//! The compiler driver: one pass from a root brick to templates.
//!
//! ```
//! use icbrick_lib::builder::{BuildContext, brick_fn};
//! use icbrick_lib::compiler::Compiler;
//! use icbrick_lib::config::CompilerConfig;
//! use icbrick_lib::value::Value;
//!
//! let app = brick_fn(|ctx: &mut BuildContext<'_>, _: &Value| {
//!   let queue = ctx.resource("jobs", "AWS::SQS::Queue", Value::Null)?;
//!   Ok(queue.attr("Arn"))
//! });
//! let output = Compiler::new(CompilerConfig::default()).compile("app", &app, &Value::Null).unwrap();
//! assert_eq!(output.order.len(), 1);
//! assert!(output.templates.nested.is_empty());
//! ```

use serde::{Deserialize, Serialize};
use tracing::info;

use crate::builder::{Brick, BrickLibrary, BuildContext, MapLibrary};
use crate::config::CompilerConfig;
use crate::emit::{Emitter, TemplateSet};
use crate::error::CompileError;
use crate::native::Native;
use crate::registry::{LogicalId, Registry, ScopePath, check_name, lineage_digest};
use crate::resolver;
use crate::value::Value;

/// A parameter value in the shape the deployment collaborator expects.
#[derive(Debug, Clone, PartialEq, Eq, Serialize, Deserialize)]
#[serde(rename_all = "PascalCase")]
pub struct ParameterValue {
  pub parameter_key: String,
  pub parameter_value: String,
}

/// Everything a pass produces.
#[derive(Debug, Clone, PartialEq)]
pub struct CompileOutput {
  pub templates: TemplateSet,
  /// The root brick's return value in native syntax.
  pub output: Native,
  /// Global resolution order of all resources.
  pub order: Vec<LogicalId>,
  /// Sensitive parameter values, never embedded in any template.
  pub parameter_values: Vec<ParameterValue>,
}

/// Deterministic deployment stack name for a root brick.
pub fn stack_name(root_name: &str) -> String {
  format!("ic-{}", &lineage_digest(&[root_name])[..16])
}

/// Compiles bricks into templates. Holds no pass state.
pub struct Compiler {
  config: CompilerConfig,
  library: Box<dyn BrickLibrary>,
}

impl Compiler {
  pub fn new(config: CompilerConfig) -> Self {
    Self {
      config,
      library: Box::new(MapLibrary::new()),
    }
  }

  /// Use `library` to resolve `ctx.import` calls.
  pub fn with_library(mut self, library: impl BrickLibrary + 'static) -> Self {
    self.library = Box::new(library);
    self
  }

  pub fn config(&self) -> &CompilerConfig {
    &self.config
  }

  /// Run one pass: build `brick` as `root_name`, resolve, emit.
  ///
  /// # Errors
  ///
  /// Any [`CompileError`]; nothing is emitted when an error is returned.
  pub fn compile(&self, root_name: &str, brick: &dyn Brick, params: &Value) -> Result<CompileOutput, CompileError> {
    self.config.validate()?;
    check_name(&ScopePath::default(), root_name)?;
    info!(root = root_name, "compiling");

    let root = ScopePath::root(root_name);
    let mut registry = Registry::new();
    let output = {
      let mut ctx = BuildContext::new(&mut registry, self.library.as_ref(), root.clone());
      brick.build(&mut ctx, params)?
    };
    info!(
      resources = registry.resources().len(),
      bricks = registry.bricks().len(),
      edges = registry.edges().len(),
      "built graph"
    );

    let resolved = resolver::resolve(&registry, &root, &output)?;

    let prefix = self
      .config
      .export_prefix
      .clone()
      .unwrap_or_else(|| stack_name(root_name));
    let templates = Emitter::new(&self.config, prefix).emit(&resolved)?;

    Ok(CompileOutput {
      templates,
      order: resolved.order(),
      output: resolved.output,
      parameter_values: resolved
        .parameters
        .iter()
        .map(|p| ParameterValue {
          parameter_key: p.name.clone(),
          parameter_value: p.value.clone(),
        })
        .collect(),
    })
  }
}
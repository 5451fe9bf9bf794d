//! Errors produced by a compile pass.
//!
//! Every error is terminal for the pass that raised it: nothing is retried,
//! and no document is emitted once an error has been returned.

use std::fmt;

use thiserror::Error;

use crate::registry::LogicalId;

/// A dependency cycle, listed in "depends on" order with the first
/// identifier repeated at the end.
#[derive(Debug, Clone, PartialEq, Eq)]
pub struct CyclePath(pub Vec<LogicalId>);

impl CyclePath {
  /// Whether the cycle passes through `id`.
  pub fn contains(&self, id: &LogicalId) -> bool {
    self.0.contains(id)
  }
}

impl fmt::Display for CyclePath {
  fn fmt(&self, f: &mut fmt::Formatter<'_>) -> fmt::Result {
    let parts: Vec<&str> = self.0.iter().map(|id| id.as_str()).collect();
    write!(f, "{}", parts.join(" -> "))
  }
}

/// Errors that can occur while compiling a brick into templates.
#[derive(Debug, Clone, PartialEq, Error)]
pub enum CompileError {
  /// The same short name was declared twice under one scope path, or two
  /// different lineages derived the same logical identifier.
  #[error("duplicate identifier {id}: '{lineage}' {reason}")]
  DuplicateIdentifier {
    id: LogicalId,
    lineage: String,
    reason: String,
  },

  /// A short name does not match `[a-z][a-z0-9_]*`.
  #[error("malformed name '{name}' in scope '{scope}': {reason}")]
  InvalidShortName { scope: String, name: String, reason: String },

  /// The dependency graph contains a cycle.
  #[error("cyclic dependency: {cycle}")]
  CyclicDependency { cycle: CyclePath },

  /// A reference points at an identifier that was never declared.
  #[error("dangling reference from {from} to undeclared {target}")]
  DanglingReference { from: String, target: LogicalId },

  /// An expression needs a capability the target format does not offer.
  #[error("unsupported intrinsic {intrinsic} in {location}: {reason}")]
  UnsupportedIntrinsic {
    intrinsic: String,
    location: String,
    reason: String,
  },

  /// A document exceeds a provider ceiling and cannot be split further.
  #[error("template '{document}' exceeds {limit} ({actual} > {max})")]
  TemplateSizeExceeded {
    document: String,
    limit: String,
    actual: usize,
    max: usize,
  },

  /// A resource's property bag references the resource itself.
  #[error("resource {id} references its own attribute at '{path}'")]
  UnresolvedSelfReference { id: LogicalId, path: String },

  /// Brick code read a deferred value as if it were a literal.
  #[error("deferred value read as literal: {what}")]
  DeferredValueRead { what: String },

  /// A literal value does not have the expected shape.
  #[error("expected {expected}, found {found}")]
  ValueType { expected: String, found: String },

  /// The brick library has no brick with this name.
  #[error("unknown brick '{name}'")]
  UnknownBrick { name: String },

  /// A brick body failed with an error of its own.
  #[error("brick '{scope}' failed: {message}")]
  BrickFailed { scope: String, message: String },

  /// The compiler configuration is invalid.
  #[error("invalid configuration: {0}")]
  Config(String),

  /// A document could not be serialized.
  #[error("serialization failed for '{document}': {message}")]
  Serialize { document: String, message: String },
}

impl CompileError {
  /// Short, stable name of the error kind.
  pub fn kind(&self) -> &'static str {
    match self {
      CompileError::DuplicateIdentifier { .. } => "DuplicateIdentifier",
      CompileError::InvalidShortName { .. } => "InvalidShortName",
      CompileError::CyclicDependency { .. } => "CyclicDependency",
      CompileError::DanglingReference { .. } => "DanglingReference",
      CompileError::UnsupportedIntrinsic { .. } => "UnsupportedIntrinsic",
      CompileError::TemplateSizeExceeded { .. } => "TemplateSizeExceeded",
      CompileError::UnresolvedSelfReference { .. } => "UnresolvedSelfReference",
      CompileError::DeferredValueRead { .. } => "DeferredValueRead",
      CompileError::ValueType { .. } => "ValueType",
      CompileError::UnknownBrick { .. } => "UnknownBrick",
      CompileError::BrickFailed { .. } => "BrickFailed",
      CompileError::Config(_) => "Config",
      CompileError::Serialize { .. } => "Serialize",
    }
  }

  pub(crate) fn value_type(expected: impl Into<String>, found: impl Into<String>) -> Self {
    CompileError::ValueType {
      expected: expected.into(),
      found: found.into(),
    }
  }
}
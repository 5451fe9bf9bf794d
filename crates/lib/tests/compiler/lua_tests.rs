//! Bricks written in Lua, compiled end to end.

use std::fs;

use serde_json::json;
use tempfile::TempDir;

use icbrick_lib::builder::MapLibrary;
use icbrick_lib::compiler::Compiler;
use icbrick_lib::config::CompilerConfig;
use icbrick_lib::lua::LuaBrick;
use icbrick_lib::registry::{LogicalId, ScopePath};
use icbrick_lib::value::Value;

use super::common::{compile, root_json, web_server};

const WEB_SERVER: &str = r#"
  return function(ctx, params)
    local sg = ctx:resource("web_sg", "AWS::EC2::SecurityGroup", {
      GroupDescription = "web ingress",
      SecurityGroupIngress = {
        { IpProtocol = "tcp", FromPort = 80, ToPort = 80, CidrIp = "0.0.0.0/0" },
      },
    })
    local web = ctx:resource("web", "AWS::EC2::Instance", {
      ImageId = "ami-0abcdef1234567890",
      InstanceType = params and params.instance_type or "t3.micro",
      SecurityGroupIds = { sg:attr("GroupId") },
    })
    return "http://" .. web:attr("PublicIp")
  end
"#;

#[test]
fn lua_and_rust_bricks_emit_the_same_template() {
  let lua = LuaBrick::from_source("web_server", WEB_SERVER).unwrap();
  let from_lua = compile("app", &lua, &Value::Null).unwrap();
  let from_rust = compile("app", &web_server, &Value::Null).unwrap();
  assert_eq!(from_lua.templates, from_rust.templates);
  assert_eq!(from_lua.output, from_rust.output);
}

#[test]
fn lua_bricks_are_deterministic() {
  let brick = LuaBrick::from_source("web_server", WEB_SERVER).unwrap();
  let params = Value::map([("instance_type", Value::from("m5.large"))]);
  let first = compile("app", &brick, &params).unwrap();
  let second = compile("app", &brick, &params).unwrap();
  assert_eq!(first.templates.root.body, second.templates.root.body);

  let instance = LogicalId::derive(&ScopePath::root("app"), "web");
  assert_eq!(
    root_json(&first)["Resources"][instance.as_str()]["Properties"]["InstanceType"],
    "m5.large"
  );
}

#[test]
fn library_mixes_lua_and_rust_bricks() {
  let mut library = MapLibrary::new();
  library.insert("acme.web_server", web_server).unwrap();
  library
    .insert("acme.site", LuaBrick::from_source("site", r#"
      return function(ctx, params)
        local url = ctx:import("acme.web_server", "server", params)
        ctx:resource("dns", "AWS::Route53::RecordSet", {
          Name = "shop.example.com",
          ResourceRecords = { url },
        })
        return url
      end
    "#).unwrap())
    .unwrap();

  let app = LuaBrick::from_source("app", r#"
    return function(ctx, params)
      return ctx:import("acme.site", "shop", {})
    end
  "#)
  .unwrap();

  let out = Compiler::new(CompilerConfig::default())
    .with_library(library)
    .compile("app", &app, &Value::Null)
    .unwrap();

  let shop = ScopePath::root("app").child("shop");
  let instance = LogicalId::derive(&shop.child("server"), "web");
  let dns = LogicalId::derive(&shop, "dns");
  assert_eq!(out.order.last(), Some(&dns));

  let json = root_json(&out);
  assert_eq!(
    json["Resources"][dns.as_str()]["Properties"]["ResourceRecords"],
    json!([{ "Fn::Join": ["", ["http://", { "Fn::GetAtt": [instance.as_str(), "PublicIp"] }]] }])
  );
  assert_eq!(json["Metadata"]["bricks"]["children"][0]["brick"], "acme.site");
  assert_eq!(json["Metadata"]["bricks"]["children"][0]["children"][0]["brick"], "acme.web_server");
}

#[test]
fn lua_cycle_is_detected() {
  let brick = LuaBrick::from_source("cycle", r#"
    return function(ctx, params)
      local b = ctx:ref("b")
      local a = ctx:resource("a", "AWS::SQS::Queue", { Peer = b:attr("Arn") })
      ctx:resource("b", "AWS::SQS::Queue", { Peer = a:attr("Arn") })
    end
  "#)
  .unwrap();
  let err = compile("app", &brick, &Value::Null).unwrap_err();
  assert_eq!(err.kind(), "CyclicDependency");
}

#[test]
fn concatenating_a_list_intrinsic_fails() {
  let brick = LuaBrick::from_source("zones", r#"
    return function(ctx, params)
      ctx:resource("topic", "AWS::SNS::Topic", { DisplayName = "zones: " .. ic.get_azs() })
    end
  "#)
  .unwrap();
  let err = compile("app", &brick, &Value::Null).unwrap_err();
  assert_eq!(err.kind(), "ValueType");
}

#[test]
fn brick_file_with_intrinsics() {
  let temp_dir = TempDir::new().unwrap();
  let path = temp_dir.path().join("subnets.lua");
  fs::write(
    &path,
    r#"
      return function(ctx, params)
        local vpc = ctx:resource("vpc", "AWS::EC2::VPC", { CidrBlock = params.cidr })
        local blocks = ic.cidr(vpc:attr("CidrBlock"), 2, 8)
        for i, name in ipairs({ "a", "b" }) do
          ctx:resource("subnet_" .. name, "AWS::EC2::Subnet", {
            VpcId = vpc:ref(),
            CidrBlock = ic.select(i - 1, blocks),
            AvailabilityZone = ic.select(i - 1, ic.get_azs()),
          })
        end
      end
    "#,
  )
  .unwrap();

  let brick = LuaBrick::from_file(&path).unwrap();
  let out = compile("app", &brick, &Value::map([("cidr", Value::from("10.0.0.0/16"))])).unwrap();
  let root = ScopePath::root("app");
  let vpc = LogicalId::derive(&root, "vpc");
  let subnet_b = LogicalId::derive(&root, "subnet_b");

  let json = root_json(&out);
  let props = &json["Resources"][subnet_b.as_str()]["Properties"];
  assert_eq!(
    props["CidrBlock"],
    json!({ "Fn::Select": [1, { "Fn::Cidr": [{ "Fn::GetAtt": [vpc.as_str(), "CidrBlock"] }, 2, 8] }] })
  );
  assert_eq!(
    props["AvailabilityZone"],
    json!({ "Fn::Select": [1, { "Fn::GetAZs": { "Ref": "AWS::Region" } }] })
  );
  assert_eq!(out.order[0], vpc);
}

▶ **What you will do**
In the data above, find the line with "at the end." and the line with "contains a cycle.". Retype both, plus every line between them, exactly.

▶ **Answer for the task**
/// identifier repeated at the end.
#[derive(Debug, Clone, PartialEq, Eq)]
pub struct CyclePath(pub Vec<LogicalId>);

impl CyclePath {
  /// Whether the cycle passes through `id`.
  pub fn contains(&self, id: &LogicalId) -> bool {
    self.0.contains(id)
  }
}

impl fmt::Display for CyclePath {
  fn fmt(&self, f: &mut fmt::Formatter<'_>) -> fmt::Result {
    let parts: Vec<&str> = self.0.iter().map(|id| id.as_str()).collect();
    write!(f, "{}", parts.join(" -> "))
  }
}

/// Errors that can occur while compiling a brick into templates.
#[derive(Debug, Clone, PartialEq, Error)]
pub enum CompileError {
  /// The same short name was declared twice under one scope path, or two
  /// different lineages derived the same logical identifier.
  #[error("duplicate identifier {id}: '{lineage}' {reason}")]
  DuplicateIdentifier {
    id: LogicalId,
    lineage: String,
    reason: String,
  },

  /// A short name does not match `[a-z][a-z0-9_]*`.
  #[error("malformed name '{name}' in scope '{scope}': {reason}")]
  InvalidShortName { scope: String, name: String, reason: String },

  /// The dependency graph contains a cycle.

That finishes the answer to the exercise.